Monday, February 05, 2007

Scared in the USA



I've been having panic attacks lately. I wake up and my first thought is "Are we still here?"

Those mornings, I guess I am hoping that the nightmare we are living is over. With the loss of so much of what I was taught made the U.S. exceptional, things can get much worse before they get better. They did for Chileans and Argentinians in the 1970s, for Venezuelans recently, for South Africans in the 1950s and many other nations and peoples. How far back do you want to go? We are not so exceptional as to be able to avoid a similar fate if we don't pay attention. The breakdown in New Orleans is an example to me of fraying at the edges, threads in our fabric torn and unraveling.

It is not just the removal of habeas corpus, the spread of warrantless wiretapping and spying on Internet traffic, cronyism that renders our institutions into hollow shells (re: FEMA), the removal of Dept. of Justice lawyers who don't tow the line etcetera etcetera etcetera. Given the thugs running the show, I no longer trust that the truth or the good will out, or that truth is even the objective. So what have I got to depend on for my safety, my privacy, my human rights?

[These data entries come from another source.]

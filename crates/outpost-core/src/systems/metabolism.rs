//! Colonist metabolism - per-tick need advancement, happiness, gas
//! exchange against the shared ledger, and the end-of-day mortality pass.

use hecs::World;

use outpost_logic::config::SimConfig;
use outpost_logic::happiness::{compute_happiness, HappinessInput};
use outpost_logic::metabolism::{self, NeedRates};

use crate::components::{Assignment, Biometrics, Happiness, Identity, Needs, Person, SLEEP_MAX};
use crate::resources::ColonyResources;

/// Advance every colonist by one tick: needs rise, happiness is recomputed,
/// and the colonist's breathing draws on the shared ledger.
pub fn metabolism_system(
    world: &mut World,
    config: &SimConfig,
    rates: &NeedRates,
    resources: &mut ColonyResources,
    dt_real: f32,
) {
    for (_, (_, identity, biometrics, needs, assignment, happiness)) in world.query_mut::<(
        &Person,
        &Identity,
        &Biometrics,
        &mut Needs,
        &Assignment,
        &mut Happiness,
    )>() {
        needs.advance(rates, dt_real);

        happiness.value = compute_happiness(
            &HappinessInput {
                thirst: needs.thirst,
                bathroom: needs.bathroom,
                hunger: needs.hunger,
                sleep: needs.sleep,
                assigned_job: assignment.assigned_job,
                assigned_bed: assignment.assigned_bed,
                days_without_job: assignment.days_without_job,
            },
            config,
        );

        // Breathing: draw O2, return CO2 at the respiratory quotient.
        let daily_o2 = metabolism::daily_o2_liters(
            config,
            identity.sex,
            biometrics.weight_kg,
            biometrics.aerobic_capacity,
        );
        let o2_drawn = metabolism::per_tick_volume(daily_o2, dt_real, config.time_scale);
        resources.o2 = (resources.o2 - o2_drawn).max(0.0);

        let daily_co2 = daily_o2 * config.respiratory_quotient;
        let co2_produced = metabolism::per_tick_volume(daily_co2, dt_real, config.time_scale);
        resources.co2 += co2_produced;
    }
}

/// Increment the jobless-day counter for every colonist without work.
/// Runs once per day boundary, before the mortality pass.
pub fn increment_jobless_days(world: &mut World) {
    for (_, (_, assignment)) in world.query_mut::<(&Person, &mut Assignment)>() {
        if !assignment.assigned_job {
            assignment.days_without_job += 1;
        }
    }
}

/// End-of-day mortality pass. Returns the number of deaths.
///
/// Two passes in fixed order: terminal sleep deprivation first, then
/// starvation. Each pass collects its victims from a query snapshot and
/// despawns afterward - the roster is never mutated mid-iteration.
pub fn end_of_day_system(
    world: &mut World,
    config: &SimConfig,
    resources: &mut ColonyResources,
) -> u32 {
    let mut deaths = 0;

    // Pass 1: colonists who have gone three full days without sleep.
    let exhausted: Vec<(hecs::Entity, String)> = world
        .query::<(&Person, &Identity, &Needs)>()
        .iter()
        .filter(|(_, (_, _, needs))| needs.sleep >= SLEEP_MAX)
        .map(|(entity, (_, identity, _))| (entity, identity.name()))
        .collect();
    for (entity, name) in exhausted {
        let _ = world.despawn(entity);
        resources.population = resources.population.saturating_sub(1);
        deaths += 1;
        log::info!("{name} died of sleep deprivation");
    }

    // Pass 2: starving colonists waste away, then BMI decides.
    let mut starved: Vec<(hecs::Entity, String)> = Vec::new();
    for (entity, (_, identity, biometrics, needs)) in
        world.query_mut::<(&Person, &Identity, &mut Biometrics, &Needs)>()
    {
        if needs.hunger >= 1.0 {
            biometrics.weight_kg = metabolism::apply_daily_weight_loss(
                biometrics.weight_kg,
                config.daily_weight_loss_rate,
            );
            if metabolism::is_starved(
                config,
                identity.sex,
                biometrics.weight_kg,
                biometrics.height_cm,
            ) {
                starved.push((entity, identity.name()));
            }
        }
    }
    for (entity, name) in starved {
        let _ = world.despawn(entity);
        resources.population = resources.population.saturating_sub(1);
        deaths += 1;
        log::info!("{name} died of starvation");
    }

    deaths
}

Today Republicans blocked debate -- debate! -- on the Iraq war, an issue literally bleeding us of our hope and security. Sen. Gordon Smith of Iraq, after professing anguish over the situation in Iraq and saying he was at the end of his rope, decided the topic wasn't worth a frank discussion for his constituents to see. We Oregonians should all feel infantilized by him. (Sen. Ron Wyden of Oregon voted for the debate, thank you.)

As James Joyce once said, "History is a dream from which we do not awake." Or something like that.

Smart Car



At last, the Smart car is here. Driving home the other day, I passed the exclusive Oregon dealer and stopped in for a test drive. The convertible is high on my list of desires. However, at a $29,000 tag is is low on my likely-to-buy list.

But the car has an engine as small as a motorcycle and emits little, and goes 60 MPG. So it is a green alternative to most of what is out there.